Mientras tanto, algunas personas se tomaban retratos abrazados a la palmera, expresando un amor inusual por ese símbolo de la ciudad. Estaba la chica vestida de negro, el videobloguer que grababa una transmisión, el chico de camisa azul y tenis. Alguien colocó incluso una corona de flores, como las que se llevan al cementerio. En el mismo tenor, comentando sobre el retraso de las autoridades que, según la información que circulaba en redes, ya debía de haber comenzado a talar, alguien más dijo que si en los sepelios reales los enterradores llegaban tarde, qué se podía esperar en la ciudad cuando se trataba de un tema burocrático.

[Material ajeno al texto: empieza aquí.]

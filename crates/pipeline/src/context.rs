//! The context object threaded through the filter chain.
//!
//! Each filter stage consumes the previous context and returns a new one;
//! no stage mutates input shared with another stage. The context carries
//! the normalized preferences, the three candidate pools with their
//! running scores, and the ordered list of applied filter names.

use serde::Serialize;
use travel_data::{Location, Lodging, Preferences, Transport};

/// A candidate record with its running pipeline score.
///
/// Filters and strategies communicate re-scoring through this wrapper
/// instead of mutating the records themselves.
#[derive(Debug, Clone, Serialize)]
pub struct Scored<T> {
    pub item: T,
    pub score: f32,
}

impl<T> Scored<T> {
    pub fn new(item: T) -> Self {
        Self { item, score: 0.0 }
    }

    pub fn with_score(item: T, score: f32) -> Self {
        Self { item, score }
    }
}

/// The three independent candidate pools.
#[derive(Debug, Clone, Default, Serialize)]
pub struct CandidatePools {
    pub locations: Vec<Scored<Location>>,
    pub lodgings: Vec<Scored<Lodging>>,
    pub transports: Vec<Scored<Transport>>,
}

impl CandidatePools {
    /// Wrap raw supplier records with zeroed scores.
    pub fn from_records(
        locations: Vec<Location>,
        lodgings: Vec<Lodging>,
        transports: Vec<Transport>,
    ) -> Self {
        Self {
            locations: locations.into_iter().map(Scored::new).collect(),
            lodgings: lodgings.into_iter().map(Scored::new).collect(),
            transports: transports.into_iter().map(Scored::new).collect(),
        }
    }

    pub fn is_empty(&self) -> bool {
        self.locations.is_empty() && self.lodgings.is_empty() && self.transports.is_empty()
    }

    pub fn counts(&self) -> (usize, usize, usize) {
        (
            self.locations.len(),
            self.lodgings.len(),
            self.transports.len(),
        )
    }
}

/// Everything a filter stage needs: preferences, pools, and the audit
/// trail of stages already applied.
#[derive(Debug, Clone)]
pub struct FilterContext {
    pub preferences: Preferences,
    pub pools: CandidatePools,
    pub applied_filters: Vec<String>,
}

impl FilterContext {
    pub fn new(preferences: Preferences, pools: CandidatePools) -> Self {
        Self {
            preferences,
            pools,
            applied_filters: Vec::new(),
        }
    }
}

#[cfg(test)]
mod tests {
    use super::*;
    use travel_data::OptimizationGoal;

    #[test]
    fn test_empty_pools() {
        let pools = CandidatePools::from_records(vec![], vec![], vec![]);
        assert!(pools.is_empty());
        assert_eq!(pools.counts(), (0, 0, 0));
    }

    #[test]
    fn test_context_starts_with_no_applied_filters() {
        let prefs = Preferences::new(1000.0, 3, OptimizationGoal::Budget);
        let context = FilterContext::new(prefs, CandidatePools::default());
        assert!(context.applied_filters.is_empty());
    }
}
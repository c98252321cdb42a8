//! Scoring strategies that turn a filtered context into a
//! RecommendationSet.
//!
//! The optimization goal is a closed set, so dispatch is a single match
//! over the enum rather than a trait hierarchy. Every strategy is
//! stateless and side-effect-free: the same context and preferences
//! always produce the same selection and ordering.

pub mod activity;
pub mod budget;
pub mod comfort;
pub mod time_efficient;

use crate::context::{FilterContext, Scored};
use serde::Serialize;
use travel_data::{Location, Lodging, OptimizationGoal, Transport};

/// Strategy-specific byproducts of selection.
#[derive(Debug, Clone, Default, Serialize)]
pub struct StrategyMetadata {
    pub estimated_cost: Option<f64>,
    pub variety_score: Option<f32>,
    pub comfort_score: Option<f32>,
    pub travel_time_hours: Option<f32>,
}

/// The strategy's output: trimmed, ordered candidate subsets plus the
/// strategy name and its metadata.
#[derive(Debug, Clone, Serialize)]
pub struct RecommendationSet {
    pub locations: Vec<Scored<Location>>,
    pub lodgings: Vec<Scored<Lodging>>,
    pub transports: Vec<Scored<Transport>>,
    pub strategy: String,
    pub metadata: StrategyMetadata,
}

/// Select, score, and truncate candidates for the requested goal.
pub fn select_recommendations(
    goal: OptimizationGoal,
    context: &FilterContext,
) -> RecommendationSet {
    match goal {
        OptimizationGoal::Budget => budget::select(context),
        OptimizationGoal::Activity => activity::select(context),
        OptimizationGoal::Comfort => comfort::select(context),
        OptimizationGoal::Time => time_efficient::select(context),
    }
}

/// Transport options every strategy returns at most.
pub(crate) const TRANSPORT_COUNT: usize = 3;

/// Lodging count shared by most strategies: one per two trip days.
pub(crate) fn lodging_count(duration: u32) -> usize {
    (duration as usize).div_ceil(2)
}

pub(crate) fn sort_by_score_desc<T>(pool: &mut [Scored<T>]) {
    pool.sort_by(|a, b| b.score.total_cmp(&a.score));
}
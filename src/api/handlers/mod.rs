//! REST endpoint handlers organized by resource.

pub mod history;
pub mod rides;
pub mod system;

use axum::Router;

use crate::app_state::AppState;

/// Composes all resource routes under `/api/v1`.
pub fn routes() -> Router<AppState> {
    Router::new().merge(rides::routes()).merge(history::routes())
}
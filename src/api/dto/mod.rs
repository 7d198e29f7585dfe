//! Request and response body types for the REST API.

pub mod ride_dto;

pub use ride_dto::{CreateRideRequest, RateRideRequest, RideListResponse};
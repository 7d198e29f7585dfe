//! Ride-related request and response bodies.

use serde::{Deserialize, Serialize};
use utoipa::ToSchema;

use crate::domain::{PaymentType, Ride, RideDraft};

/// Request body for `POST /rides`.
///
/// Absent fields deserialize to their defaults so that a missing required
/// field surfaces as the service's own validation error rather than a
/// body-decoding rejection.
#[derive(Debug, Clone, Deserialize, ToSchema)]
pub struct CreateRideRequest {
    /// Free-text pickup location.
    #[serde(default)]
    pub pickup_location: String,
    /// Free-text dropoff location.
    #[serde(default)]
    pub dropoff_location: String,
    /// Calendar date, stored as provided.
    #[serde(default)]
    pub date: String,
    /// Time of day, stored as provided.
    #[serde(default)]
    pub time: String,
    /// Kind of payment promised. Defaults to meal swipes when omitted.
    #[serde(default = "default_payment_type")]
    pub payment_type: PaymentType,
    /// Promised amount. Omitted means 0.
    #[serde(default)]
    pub payment_amount: Option<f64>,
}

fn default_payment_type() -> PaymentType {
    PaymentType::MealSwipes
}

impl CreateRideRequest {
    /// Converts the request into the service-layer draft.
    #[must_use]
    pub fn into_draft(self) -> RideDraft {
        RideDraft {
            pickup_location: self.pickup_location,
            dropoff_location: self.dropoff_location,
            date: self.date,
            time: self.time,
            payment_type: self.payment_type,
            payment_amount: self.payment_amount,
        }
    }
}

/// Response body for ride list endpoints.
#[derive(Debug, Serialize, ToSchema)]
pub struct RideListResponse {
    /// Matching rides, newest first.
    pub rides: Vec<Ride>,
}

/// Request body for `POST /rides/{id}/rate`.
#[derive(Debug, Clone, Deserialize, ToSchema)]
pub struct RateRideRequest {
    /// Rating value, 1–5 inclusive.
    pub rating: u8,
}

Pero tal vez quien mejor expresaba un sentimiento geniuno de compasión por la palma moribunda era un personaje con una máscara de tigre y con capa de lentejuales, que andaba brincado de un lado al otro de la jardinera. Simpatizamos inmediatamete cuando le pedí una entrevista para Gatopardo, por aquello que, de noche, todos los gatos son pardos. Cuando le pregunté su nombre me dijo que era un tigre, un tigre disfrazado de persona. Aquél momento no era un velorio, sino una conmemoración a una de los ciudadanas más destacadas de la ciudad. Lamentablemente, por motivos de salud, tenía que retirarse, pero había que reconocer el ejemplo que nos había dado, como testigo de la histioria de México, por haber resistido movimientos sociales, manifestaciones, temblores y tráfico. “Nos da constancia de que no hay que rendirse”, concluyó.
Las nubes se cargaron y una lluvia repentina, de las primeras del año, dispersó a todos los que estábamos en Reforma. Yo me fui a refugiar a un café, pensando en la lección de resistencia que acababa de recibir y cómo adaptarla a mi vida en la ciudad.